Regulatory roles of rs2192932 and rs10487150 in autism spectrum disorder: insights from fine-mapping and cross-population validation.

Abstract

Autism Spectrum Disorder (ASD) is a complex neurodevelopmental disorder with increasing global prevalence. GWAS have identified many ASD risk loci, but most are in non-coding regions, and the genetic value of nearby loci remains underexplored. We aim to conduct a fine-mapping analysis of ASD-associated SNPs and validate the signals across ethnic groups, focusing on their regulatory effects on gene expression. Variants within ±500 kb of known ASD loci were selected. Functional annotations were performed using RegulomeDB and CADD. ASD susceptibility genes were obtained from AutDB and SFARI, and screened for validation using 11 high-quality GEO datasets. eQTL analysis was conducted using GTEx database. For Chinese children, a case-control study design was adopted. Biological samples and demographic information were collected from 1244 children between 2010-2024. Extracted DNA was used for ASAMD chip. For European children, GWAS data from 46351 samples were obtained from iPSYCH-PGC-ASD project. 158 ASD susceptibility SNPs with cis-eQTL signals in brain tissue were identified.

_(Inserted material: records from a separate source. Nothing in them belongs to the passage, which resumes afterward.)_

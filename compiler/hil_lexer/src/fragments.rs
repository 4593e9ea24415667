//! Splitting literal text into fragments.
//!
//! A fragment is a plain run of text, one escape sequence, or one whole
//! `${ ... }` island. Simple escapes carry their decoded text; everything
//! else carries the raw source text. String literal injection scans only
//! the fragments that begin with `${`.

use std::borrow::Cow;

use hil_ir::Span;

/// One piece of literal text.
#[derive(Clone, Debug, PartialEq, Eq)]
pub struct TextFragment<'a> {
    /// Byte range of the fragment in the literal text.
    pub span: Span,
    /// Decoded text for simple escapes, raw text otherwise.
    pub text: Cow<'a, str>,
}

impl<'a> TextFragment<'a> {
    fn raw(text: &'a str, start: usize, end: usize) -> Self {
        TextFragment {
            span: span_of(start, end),
            text: Cow::Borrowed(text.get(start..end).unwrap_or_default()),
        }
    }

    /// Whether this fragment is an interpolation island.
    pub fn is_interpolation(&self) -> bool {
        self.text.starts_with("${")
    }
}

/// Split `text` into fragments.
///
/// With `quoted`, the first character is an opening quote and is skipped;
/// a matching final character is treated as the closing quote and excluded.
/// With `interpolations`, a `${` not preceded by `$` starts an island that
/// runs to its balancing `}` by brace counting, or to the end of the text.
pub fn text_fragments(text: &str, interpolations: bool, quoted: bool) -> Vec<TextFragment<'_>> {
    let mut fragments = Vec::new();
    let Some(first) = text.chars().next() else {
        return fragments;
    };

    let bytes = text.as_bytes();
    let len = bytes.len();
    let mut pos = if quoted { first.len_utf8() } else { 0 };
    let mut plain_start = pos;

    while pos < len {
        let b = bytes[pos];

        if interpolations
            && b == b'$'
            && bytes.get(pos + 1) == Some(&b'{')
            && (pos == 0 || bytes[pos - 1] != b'$')
        {
            if plain_start != pos {
                fragments.push(TextFragment::raw(text, plain_start, pos));
            }
            let start = pos;
            pos += 2;
            let mut braces = 1u32;
            while pos < len && braces > 0 {
                match bytes[pos] {
                    b'{' => braces += 1,
                    b'}' => braces -= 1,
                    _ => {}
                }
                pos += 1;
            }
            fragments.push(TextFragment::raw(text, start, pos));
            plain_start = pos;
            continue;
        }

        if b != b'\\' {
            pos += 1;
            continue;
        }

        if plain_start != pos {
            fragments.push(TextFragment::raw(text, plain_start, pos));
        }
        let Some(next) = text.get(pos + 1..).and_then(|rest| rest.chars().next()) else {
            fragments.push(TextFragment {
                span: span_of(pos, pos + 1),
                text: Cow::Borrowed("\\"),
            });
            plain_start = len;
            break;
        };

        let fragment = match next {
            '"' | '\\' | '/' | 'a' | 'b' | 'f' | 'n' | 'v' | 'r' | 't' => TextFragment {
                span: span_of(pos, pos + 2),
                text: Cow::Borrowed(simple_escape_text(next)),
            },
            'u' => TextFragment::raw(text, pos, hex_run_end(bytes, pos + 2, 4)),
            'U' => TextFragment::raw(text, pos, hex_run_end(bytes, pos + 2, 8)),
            'X' => TextFragment::raw(text, pos, hex_run_end(bytes, pos + 2, 2)),
            '0'..='7' => {
                // the first digit counts toward the three
                let digits = bytes[pos + 1..]
                    .iter()
                    .take(3)
                    .take_while(|b| matches!(b, b'0'..=b'7'))
                    .count();
                TextFragment::raw(text, pos, pos + 1 + digits)
            }
            _ => TextFragment::raw(text, pos, pos + 1 + next.len_utf8()),
        };
        pos = fragment.span.end as usize;
        fragments.push(fragment);
        plain_start = pos;
    }

    let content_end = match text.chars().next_back() {
        Some(last) if quoted && last == first => len - last.len_utf8(),
        _ => len,
    };
    if plain_start < content_end {
        fragments.push(TextFragment::raw(text, plain_start, content_end));
    }
    fragments
}

/// Decoded text of a simple escape character.
fn simple_escape_text(escape: char) -> &'static str {
    match escape {
        '"' => "\"",
        '\\' => "\\",
        '/' => "/",
        'a' => "\u{07}",
        'b' => "\u{08}",
        'f' => "\u{0C}",
        'n' => "\n",
        'v' => "\u{0B}",
        'r' => "\r",
        _ => "\t",
    }
}

/// End of a run of at most `max` hex digits starting at `from`.
fn hex_run_end(bytes: &[u8], from: usize, max: usize) -> usize {
    from + bytes
        .get(from..)
        .unwrap_or_default()
        .iter()
        .take(max)
        .take_while(|b| b.is_ascii_hexdigit())
        .count()
}

#[allow(
    clippy::cast_possible_truncation,
    reason = "literal text is bounded by u32 offsets, like every Span"
)]
fn span_of(start: usize, end: usize) -> Span {
    Span::new(start as u32, end as u32)
}
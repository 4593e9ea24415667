//! Escape decoding for HCL string and heredoc literal text.
//!
//! Decoding keeps a table from every decoded byte back to the source byte
//! that produced it, so edits and diagnostics on the logical value can be
//! mapped onto the raw literal.
//!
//! # Escapes
//!
//! - Simple: `\a` `\b` `\f` `\n` `\t` `\r` `\v` `\\` `\"`
//! - Octal: `\7`, `\17`, `\101` (a third digit only after a leading `0`-`3`)
//! - Hex: `\xHH`, `\uHHHH`, `\UHHHHHHHH`
//!
//! With interpolation passthrough enabled, `${ ... }` regions are copied
//! verbatim up to the balancing `}`.

use hil_ir::Span;
use memchr::memchr;

/// Result of a strict decode.
pub type DecodeOutcome = Result<DecodedString, DecodeError>;

/// Why a literal could not be decoded.
///
/// Every variant carries the source offset of the escape's backslash.
#[derive(Clone, Debug, PartialEq, Eq, thiserror::Error)]
pub enum DecodeError {
    #[error("trailing backslash at offset {offset}")]
    TrailingBackslash { offset: u32 },
    #[error("unknown escape `\\{escape}` at offset {offset}")]
    InvalidEscape { offset: u32, escape: char },
    #[error("`\\{escape}` escape at offset {offset} needs {expected} hex digits")]
    TruncatedHex {
        offset: u32,
        escape: char,
        expected: u8,
    },
    #[error("`\\{escape}` escape at offset {offset} has non-hex digit `{digit}`")]
    InvalidHexDigit {
        offset: u32,
        escape: char,
        digit: char,
    },
    #[error("`\\{escape}` escape at offset {offset} starts with a sign")]
    SignedHex { offset: u32, escape: char },
    #[error("escape at offset {offset} encodes line break {code:?}")]
    LineSeparator { offset: u32, code: char },
    #[error("escape at offset {offset} encodes invalid code point {code:#X}")]
    InvalidCodePoint { offset: u32, code: u64 },
}

impl DecodeError {
    /// Source offset of the backslash that started the failing escape.
    pub fn offset(&self) -> u32 {
        match *self {
            DecodeError::TrailingBackslash { offset }
            | DecodeError::InvalidEscape { offset, .. }
            | DecodeError::TruncatedHex { offset, .. }
            | DecodeError::InvalidHexDigit { offset, .. }
            | DecodeError::SignedHex { offset, .. }
            | DecodeError::LineSeparator { offset, .. }
            | DecodeError::InvalidCodePoint { offset, .. } => offset,
        }
    }
}

/// A decoded literal value with its offset table.
///
/// `offsets[i]` is the source offset of the unit that produced decoded byte
/// `i`. Bytes of an escape result all map to the escape's backslash. The
/// table has one extra entry, the source length, so `offsets.len()` is
/// `value.len() + 1`.
#[derive(Clone, Debug, PartialEq, Eq)]
pub struct DecodedString {
    value: String,
    offsets: Vec<u32>,
}

impl DecodedString {
    /// The decoded text.
    pub fn as_str(&self) -> &str {
        &self.value
    }

    pub fn into_string(self) -> String {
        self.value
    }

    /// The decoded-offset to source-offset table.
    pub fn offsets(&self) -> &[u32] {
        &self.offsets
    }

    /// Length of the decoded text in bytes.
    pub fn len(&self) -> usize {
        self.value.len()
    }

    pub fn is_empty(&self) -> bool {
        self.value.is_empty()
    }

    /// Source offset of decoded offset `decoded`.
    ///
    /// `decoded == len()` maps to the source length. Anything past that is
    /// `None`.
    #[inline]
    pub fn source_offset(&self, decoded: usize) -> Option<u32> {
        self.offsets.get(decoded).copied()
    }

    /// Host offset of decoded offset `decoded` for a literal whose raw text
    /// occupies `window` in the host.
    ///
    /// Returns `None` when the offset is out of the table or lands past
    /// `window.end`.
    pub fn offset_in_host(&self, decoded: usize, window: Span) -> Option<u32> {
        let host = window.start.checked_add(self.source_offset(decoded)?)?;
        (host <= window.end).then_some(host)
    }

    /// Identity decoding: `text` verbatim with `offsets[i] == i`.
    fn verbatim(text: &str) -> Self {
        let len = offset_of(text.len());
        DecodedString {
            value: text.to_owned(),
            offsets: (0..=len).collect(),
        }
    }
}

impl std::fmt::Display for DecodedString {
    fn fmt(&self, f: &mut std::fmt::Formatter<'_>) -> std::fmt::Result {
        f.write_str(&self.value)
    }
}

impl AsRef<str> for DecodedString {
    fn as_ref(&self) -> &str {
        &self.value
    }
}

/// Decode `text`, failing on the first malformed escape.
///
/// With `interpolations` set, `${ ... }` regions are copied through without
/// escape processing.
#[tracing::instrument(level = "trace", skip_all, fields(len = text.len()))]
pub fn decode(text: &str, interpolations: bool) -> DecodeOutcome {
    if memchr(b'\\', text.as_bytes()).is_none() {
        return Ok(DecodedString::verbatim(text));
    }
    Decoder::new(text, interpolations, false)
        .run()
        .inspect_err(|err| tracing::debug!(%err, "literal decode failed"))
}

/// Decode `text`, keeping malformed escapes literally.
///
/// An escape that cannot be decoded contributes its backslash and the
/// following character verbatim, and decoding resumes after them. A trailing
/// backslash is kept. Equal to [`decode`] whenever that succeeds.
#[tracing::instrument(level = "trace", skip_all, fields(len = text.len()))]
pub fn safe_decode(text: &str, interpolations: bool) -> DecodedString {
    if memchr(b'\\', text.as_bytes()).is_none() {
        return DecodedString::verbatim(text);
    }
    // Lossy decoding handles every error itself.
    Decoder::new(text, interpolations, true)
        .run()
        .unwrap_or_else(|_| DecodedString::verbatim(text))
}

/// Single left-to-right decoding pass.
struct Decoder<'a> {
    text: &'a str,
    interpolations: bool,
    lossy: bool,
    value: String,
    offsets: Vec<u32>,
}

impl<'a> Decoder<'a> {
    fn new(text: &'a str, interpolations: bool, lossy: bool) -> Self {
        Decoder {
            text,
            interpolations,
            lossy,
            value: String::with_capacity(text.len()),
            offsets: Vec::with_capacity(text.len() + 1),
        }
    }

    fn run(mut self) -> DecodeOutcome {
        let text = self.text;
        let bytes = text.as_bytes();
        let mut pos = 0;
        // Open braces of the current passthrough region; 0 outside one.
        let mut braces: u32 = 0;

        while let Some(c) = self.char_at(pos) {
            if braces > 0 {
                match c {
                    '{' => braces += 1,
                    '}' => braces -= 1,
                    _ => {}
                }
                self.push_verbatim(c, pos);
                pos += c.len_utf8();
            } else if self.interpolations && c == '$' && bytes.get(pos + 1) == Some(&b'{') {
                self.push_verbatim('$', pos);
                self.push_verbatim('{', pos + 1);
                braces = 1;
                pos += 2;
            } else if c == '\\' {
                pos = self.escape(pos)?;
            } else {
                self.push_verbatim(c, pos);
                pos += c.len_utf8();
            }
        }

        self.offsets.push(offset_of(text.len()));
        Ok(DecodedString {
            value: self.value,
            offsets: self.offsets,
        })
    }

    /// Decode the escape whose backslash is at `pos`; returns the offset
    /// after it.
    fn escape(&mut self, pos: usize) -> Result<usize, DecodeError> {
        match parse_escape(self.text, pos) {
            Ok((c, next)) => {
                self.push_escaped(c, pos);
                Ok(next)
            }
            Err(err) if self.lossy => {
                tracing::trace!(%err, "keeping malformed escape literally");
                self.push_verbatim('\\', pos);
                match self.char_at(pos + 1) {
                    Some(c) => {
                        self.push_verbatim(c, pos + 1);
                        Ok(pos + 1 + c.len_utf8())
                    }
                    None => Ok(pos + 1),
                }
            }
            Err(err) => Err(err),
        }
    }

    #[inline]
    fn char_at(&self, pos: usize) -> Option<char> {
        self.text.get(pos..)?.chars().next()
    }

    /// Copy `c` from source offset `at`, byte for byte.
    fn push_verbatim(&mut self, c: char, at: usize) {
        let at = offset_of(at);
        for i in 0..offset_of(c.len_utf8()) {
            self.offsets.push(at + i);
        }
        self.value.push(c);
    }

    /// Emit `c` decoded from the escape at source offset `at`.
    fn push_escaped(&mut self, c: char, at: usize) {
        let at = offset_of(at);
        for _ in 0..c.len_utf8() {
            self.offsets.push(at);
        }
        self.value.push(c);
    }
}

/// Parse the escape whose backslash is at `pos` in `text`.
///
/// Returns the decoded character and the offset just past the escape.
fn parse_escape(text: &str, pos: usize) -> Result<(char, usize), DecodeError> {
    let offset = offset_of(pos);
    let rest = text.get(pos + 1..).unwrap_or_default();
    let Some(escape) = rest.chars().next() else {
        return Err(DecodeError::TrailingBackslash { offset });
    };

    let simple = match escape {
        'a' => Some('\u{07}'),
        'b' => Some('\u{08}'),
        'f' => Some('\u{0C}'),
        'n' => Some('\n'),
        't' => Some('\t'),
        'r' => Some('\r'),
        'v' => Some('\u{0B}'),
        '\\' => Some('\\'),
        '"' => Some('"'),
        _ => None,
    };
    if let Some(c) = simple {
        return Ok((c, pos + 2));
    }

    match escape {
        '0'..='7' => Ok(parse_octal(rest.as_bytes(), pos)),
        'x' => parse_hex(rest, pos, escape, 2),
        'u' => parse_hex(rest, pos, escape, 4),
        'U' => parse_hex(rest, pos, escape, 8),
        _ => Err(DecodeError::InvalidEscape { offset, escape }),
    }
}

/// Octal escape: `digits` starts at the first digit.
///
/// Up to three digits when the first is `0`-`3`, otherwise up to two, so the
/// value always fits in a byte.
fn parse_octal(digits: &[u8], pos: usize) -> (char, usize) {
    let max = if digits[0] <= b'3' { 3 } else { 2 };
    let count = digits
        .iter()
        .take(max)
        .take_while(|b| matches!(b, b'0'..=b'7'))
        .count();
    let value = digits[..count]
        .iter()
        .fold(0u8, |acc, b| (acc << 3) | (b - b'0'));
    (char::from(value), pos + 1 + count)
}

/// Hex escape with exactly `width` digits after the escape letter.
fn parse_hex(
    rest: &str,
    pos: usize,
    escape: char,
    width: u8,
) -> Result<(char, usize), DecodeError> {
    let offset = offset_of(pos);
    let digits = &rest.as_bytes()[1..];

    if matches!(digits.first(), Some(b'+' | b'-')) {
        return Err(DecodeError::SignedHex { offset, escape });
    }

    let width_usize = usize::from(width);
    let mut code: u64 = 0;
    for i in 0..width_usize {
        let Some(&b) = digits.get(i) else {
            return Err(DecodeError::TruncatedHex {
                offset,
                escape,
                expected: width,
            });
        };
        let Some(digit) = char::from(b).to_digit(16) else {
            let digit = rest[1 + i..].chars().next().unwrap_or(char::REPLACEMENT_CHARACTER);
            return Err(DecodeError::InvalidHexDigit {
                offset,
                escape,
                digit,
            });
        };
        code = (code << 4) | u64::from(digit);
    }

    let line_break = match code {
        0x0A => Some('\n'),
        0x0D => Some('\r'),
        _ => None,
    };
    if let Some(code) = line_break {
        return Err(DecodeError::LineSeparator { offset, code });
    }

    let c = u32::try_from(code)
        .ok()
        .and_then(char::from_u32)
        .ok_or(DecodeError::InvalidCodePoint { offset, code })?;
    Ok((c, pos + 2 + width_usize))
}

/// Convert a byte offset within literal text to the `u32` offset space.
#[inline]
#[allow(
    clippy::cast_possible_truncation,
    reason = "literal text is bounded by u32 offsets, like every Span"
)]
fn offset_of(pos: usize) -> u32 {
    pos as u32
}

#[cfg(test)]
mod tests;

Notably, rs2192932 and rs10487150 showed consistent associations with ASD in both populations. In additive model, a G to A change at rs2192932 increased ASD risk by 29.5% (OR = 1.295, 95% CI: 1.046-1.605, P = 0.018), while an A to C change at rs10487150 increased risk by 22.7% (OR = 1.227, 95% CI: 1.008-1.495, P = 0.042). Additionally, rs2192932 and rs10487150 may influence ASD onset by regulating SERPINE1 expression. These findings offer new insights into the molecular genetics of ASD and support the potential of genetic markers for risk prediction and early screening.